U.S. senators query Amazon about its use of palm-reading biometric knowledge

Entering an Amazon Go store in Seattle by scanning a palm. (GeekWire Photo / Todd Bishop)

New Amazon CEO Andy Jassy is facing questions about how the company plans to use the data it gathers from its newly installed palm-reading scanners in some of the company’s retail outlets.

A group of three U.S. senators — Amy Klobuchar (D-Minn.), Bill Cassidy (R-La.), and Jon Ossoff (D-Ga.) — sent a letter to Jassy asking a series of questions about its new Amazon One program which encourages people to make contactless payments via hand scans in its brick-and-mortar stores, such as Whole Foods.

Specifically, the senators expressed concerns about Amazon’s own history with its user data.

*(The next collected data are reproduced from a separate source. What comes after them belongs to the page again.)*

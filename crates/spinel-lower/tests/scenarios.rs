//! Integration tests: whole lowering and linking flows on hand-built shaders.

use pretty_assertions::assert_eq;
use spinel_ir::*;
use spinel_lower::*;

fn vec_type(shader: &mut Shader, size: VectorSize) -> Handle<Type> {
    shader.add_type(TypeInner::Vector {
        size,
        scalar: Scalar::F32,
    })
}

fn member(ty: Handle<Type>, offset: u32) -> StructMember {
    StructMember {
        name: None,
        ty,
        offset,
    }
}

fn entry_intrinsics(shader: &Shader) -> Vec<Intrinsic> {
    let func = shader.entry();
    func.blocks[func.entry]
        .instrs
        .iter()
        .filter_map(|&v| func.kind(v).as_intrinsic().cloned())
        .collect()
}

#[test]
fn scalar_layout_of_vec3_and_float() {
    let mut shader = Shader::new(Stage::Compute);
    let f32_ty = shader.add_type(TypeInner::Scalar(Scalar::F32));
    let vec3 = vec_type(&mut shader, VectorSize::Tri);
    let block = shader.add_type(TypeInner::Struct {
        members: vec![member(vec3, 0), member(f32_ty, 0)],
        span: 0,
    });
    let var = shader.add_variable(Variable::new("s", block, Mode::Shared));

    assert!(assign_explicit_layout(&mut shader, ModeSet::of(Mode::Shared), &ScalarLayout));
    let var = &shader.variables[var];
    assert_eq!(
        var.data.explicit,
        Some(ExplicitLayout {
            offset: 0,
            size: 16,
            align: 4
        })
    );
    let TypeInner::Struct { members, span } = &shader.types[var.ty].inner else {
        panic!("layout changed the type kind");
    };
    assert_eq!(members.iter().map(|m| m.offset).collect::<Vec<_>>(), vec![0, 12]);
    assert_eq!(*span, 16);
}

fn varying_shader(stage: Stage, mode: Mode, slots: &[Slot]) -> Shader {
    let mut shader = Shader::new(stage);
    let vec4 = vec_type(&mut shader, VectorSize::Quad);
    let entry = shader.entry().entry;
    for &slot in slots {
        let var = shader.add_variable(Variable::new(format!("v{slot}"), vec4, mode).with_location(slot));
        let mut b = Builder::at_end(shader.entry_mut(), entry);
        let d = b.deref_var(var, mode, vec4);
        if mode == Mode::ShaderOut {
            let x = b.const_f32(0.5);
            let v = b.vec(&[x, x, x, x]);
            b.store_deref(d, v);
        } else {
            let v = b.load_deref(d, Def::new(4, 32));
            let out = shader.add_variable(
                Variable::new(format!("copy{slot}"), vec4, Mode::Ssbo)
                    .with_binding(DescriptorBinding::new(0, u32::from(slot.index()))),
            );
            let mut b = Builder::at_end(shader.entry_mut(), entry);
            let d = b.deref_var(out, Mode::Ssbo, vec4);
            b.store_deref(d, v);
        }
    }
    shader
}

#[test]
fn linking_keeps_only_the_exchanged_varying() {
    let mut producer = varying_shader(Stage::Vertex, Mode::ShaderOut, &[Slot::POS, Slot::var(3), Slot::var(7)]);
    let mut consumer = varying_shader(Stage::Fragment, Mode::ShaderIn, &[Slot::var(7), Slot::var(9)]);

    let result = link_shaders(&mut producer, &mut consumer, &LinkOptions::default());
    assert!(result.progress);
    assert_eq!(validate(&producer), Ok(()));
    assert_eq!(validate(&consumer), Ok(()));

    assert_eq!(producer.find_variable("vVAR3"), None);
    assert_eq!(consumer.find_variable("vVAR9"), None);
    let p7 = producer.find_variable("vVAR7").expect("producer keeps VAR7");
    let c7 = consumer.find_variable("vVAR7").expect("consumer keeps VAR7");
    assert_eq!(producer.variables[p7].data.driver_location, 0);
    assert_eq!(consumer.variables[c7].data.driver_location, 0);

    // the read of VAR9 now copies zero
    let stored_zero = entry_intrinsics(&consumer).iter().any(|i| match *i {
        Intrinsic::StoreDeref { value, .. } => consumer.entry().as_const(value) == Some(&[0u64, 0, 0, 0][..]),
        _ => false,
    });
    assert!(stored_zero);

    let again = link_shaders(&mut producer, &mut consumer, &LinkOptions::default());
    assert_eq!(again, LinkResult::default());
}

#[test]
fn push_constant_buffer_covers_every_read() {
    let mut shader = Shader::new(Stage::Vertex);
    let f32_ty = shader.add_type(TypeInner::Scalar(Scalar::F32));
    let vec2 = vec_type(&mut shader, VectorSize::Bi);
    let vec4 = vec_type(&mut shader, VectorSize::Quad);
    let block = shader.add_type(TypeInner::Struct {
        members: vec![member(vec4, 0), member(vec2, 16), member(f32_ty, 32)],
        span: 36,
    });
    let pc = shader.add_variable(Variable::new("pc", block, Mode::PushConstant));
    let out = shader.add_variable(
        Variable::new("out", f32_ty, Mode::Ssbo).with_binding(DescriptorBinding::new(0, 0)),
    );
    let entry = shader.entry().entry;
    let mut b = Builder::at_end(shader.entry_mut(), entry);
    let root = b.deref_var(pc, Mode::PushConstant, block);
    let d_scale = b.deref_struct(root, 1, vec2);
    let scale = b.load_deref(d_scale, Def::new(2, 32));
    let d_bias = b.deref_struct(root, 2, f32_ty);
    let bias = b.load_deref(d_bias, Def::U32);
    let x = b.extract(scale, 0);
    let sum = b.alu(AluOp::FAdd, &[x, bias]);
    let d_out = b.deref_var(out, Mode::Ssbo, f32_ty);
    b.store_deref(d_out, sum);

    let io = lower_explicit_io(&mut shader, ModeSet::of(Mode::PushConstant), &AddressFormats::default());
    assert!(io.progress);
    let reads: Vec<_> = entry_intrinsics(&shader)
        .into_iter()
        .filter_map(|i| match i {
            Intrinsic::LoadPushConstant { base, range, .. } => Some((base, range)),
            _ => None,
        })
        .collect();
    assert_eq!(reads, vec![(16, 8), (32, 4)]);

    let result = lower_push_constants_to_ubo(&mut shader, DescriptorBinding::new(30, 0));
    assert_eq!(result.push_constant_size, Some(36));
    let buffer = shader.find_variable("push_constants").expect("injected buffer");
    assert_eq!(shader.variables[buffer].data.explicit.map(|e| e.size), Some(48));
    assert_eq!(validate(&shader), Ok(()));
}

/// Builds the IR of a compute shader doing `result[gid.x] = a[gid.x] + 1.0`.
fn vector_add() -> Shader {
    let mut shader = Shader::new(Stage::Compute);
    shader.info.workgroup_size = [64, 1, 1];
    let f32_ty = shader.add_type(TypeInner::Scalar(Scalar::F32));
    let array_ty = shader.add_type(TypeInner::Array {
        base: f32_ty,
        size: ArraySize::Dynamic,
        stride: 4,
    });
    let a = shader.add_variable(
        Variable::new("a", array_ty, Mode::Ssbo).with_binding(DescriptorBinding::new(0, 0)),
    );
    let result = shader.add_variable(
        Variable::new("result", array_ty, Mode::Ssbo).with_binding(DescriptorBinding::new(0, 1)),
    );
    let entry = shader.entry().entry;
    let mut b = Builder::at_end(shader.entry_mut(), entry);
    let gid = b.load_system_value(SystemValue::GlobalInvocationId);
    let x = b.extract(gid, 0);
    let a_var = b.deref_var(a, Mode::Ssbo, array_ty);
    let a_elem = b.deref_array(a_var, x, f32_ty);
    let value = b.load_deref(a_elem, Def::U32);
    let one = b.const_f32(1.0);
    let sum = b.alu(AluOp::FAdd, &[value, one]);
    let r_var = b.deref_var(result, Mode::Ssbo, array_ty);
    let r_elem = b.deref_array(r_var, x, f32_ty);
    b.store_deref(r_elem, sum);
    shader
}

#[test]
fn lowering_reaches_a_fixed_point() {
    let mut shader = vector_add();
    let result = lower_shader(&mut shader, &RuntimeConf::default());
    assert!(result.progress);
    assert!(!result.requires_runtime_data);
    assert_eq!(validate(&shader), Ok(()));

    let ops: Vec<_> = entry_intrinsics(&shader).iter().map(Intrinsic::op).collect();
    assert!(ops.contains(&IntrinsicOp::LoadSsbo));
    assert!(ops.contains(&IntrinsicOp::StoreSsbo));
    assert!(!ops.contains(&IntrinsicOp::LoadDeref));
    assert!(!ops.contains(&IntrinsicOp::StoreDeref));

    let count = shader.instr_count();
    assert!(!spinel_opt::optimize(&mut shader));
    assert!(!spinel_opt::optimize(&mut shader));
    assert_eq!(shader.instr_count(), count);
}

#[test]
fn zero_based_base_vertex_lowers_to_zero() {
    let mut shader = Shader::new(Stage::Vertex);
    let u32_ty = shader.add_type(TypeInner::Scalar(Scalar::U32));
    let out = shader.add_variable(Variable::new("base", u32_ty, Mode::ShaderOut).with_location(Slot::var(0)));
    let entry = shader.entry().entry;
    let mut b = Builder::at_end(shader.entry_mut(), entry);
    let base = b.load_system_value(SystemValue::BaseVertex);
    let d = b.deref_var(out, Mode::ShaderOut, u32_ty);
    b.store_deref(d, base);

    let conf = RuntimeConf {
        zero_based_vertex_instance_id: true,
        ..RuntimeConf::default()
    };
    let result = lower_shader(&mut shader, &conf);
    assert!(!result.requires_runtime_data);
    assert!(!shader.info.system_values_read.contains(SystemValue::BaseVertex));

    let stored: Vec<_> = entry_intrinsics(&shader)
        .into_iter()
        .filter_map(|i| match i {
            Intrinsic::StoreDeref { value, .. } => shader.entry().as_uint(value),
            _ => None,
        })
        .collect();
    assert_eq!(stored, vec![0]);
}

#[test]
fn runtime_data_is_declared_when_needed() {
    let mut shader = Shader::new(Stage::Compute);
    let vec3u = shader.add_type(TypeInner::Vector {
        size: VectorSize::Tri,
        scalar: Scalar::U32,
    });
    let out = shader.add_variable(
        Variable::new("out", vec3u, Mode::Ssbo).with_binding(DescriptorBinding::new(0, 0)),
    );
    let entry = shader.entry().entry;
    let mut b = Builder::at_end(shader.entry_mut(), entry);
    let groups = b.load_system_value(SystemValue::NumWorkgroups);
    let d = b.deref_var(out, Mode::Ssbo, vec3u);
    b.store_deref(d, groups);

    let conf = RuntimeConf::default();
    let result = lower_shader(&mut shader, &conf);
    assert!(result.requires_runtime_data);
    assert_eq!(validate(&shader), Ok(()));
    let runtime = shader.find_variable("runtime_data").expect("runtime data buffer");
    let runtime = &shader.variables[runtime];
    assert_eq!(runtime.data.binding, Some(conf.runtime_data_cbv));
    assert_eq!(runtime.data.how_declared, HowDeclared::Injected);
    assert_eq!(
        runtime.data.explicit.map(|e| e.size),
        Some(std::mem::size_of::<ComputeRuntimeData>() as u32)
    );
    assert!(entry_intrinsics(&shader).iter().any(|i| matches!(
        i,
        Intrinsic::LoadUbo {
            range_base: 0,
            range: 12,
            ..
        }
    )));
}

“Amazon’s expansion of biometric data collection through Amazon One raises serious questions about Amazon’s plans for this data and its respect for user privacy, including about how Amazon may use the data for advertising and tracking purposes,” the senators wrote in the letter dated August 12. “Our concerns about user privacy are heightened by evidence that Amazon shared voice data with third-party contractors and allegations that Amazon has violated biometric privacy laws.”

In a blog post published when it introduced the technology, an Amazon official noted that the company understands data privacy concerns but that there is nothing to worry about with the company’s use of this technology.

“We take data security and privacy seriously, and any sensitive data is treated in accordance with our long-standing policies. With this in mind, we designed Amazon One to be highly secure,” wrote Dilip Kumar, vice president of Physical Retail & Technology for Amazon, in a Sept. 29 post on the company’s blog. “For example, the Amazon One device is protected by multiple security controls and palm images are never stored on the Amazon One device.”

The group of three senators, however, don’t appear convinced by Kumar’s disclaimer.

“In contrast with biometric systems like Apple’s Face ID and Touch ID or Samsung Pass, which store biometric information on a user’s device, Amazon One reportedly uploads biometric information to the cloud, raising unique security risks,” they wrote in the letter.

Currently, Amazon is offering $10 in promotional credits to those who enroll their bank accounts in the program and link them to their Amazon accounts.

The letter asks a series of questions including:

  • Does Amazon have plans to expand Amazon One to additional Whole Foods, Amazon Go, and other Amazon store locations, and if so, on what timetable?
  • How many third-party customers has Amazon sold (or licensed) Amazon One to? What privacy protections are in place for those third parties and their customers?
  • How many users have signed up for Amazon One?

An Amazon spokesperson declined to comment and instead referenced the previously published blog post.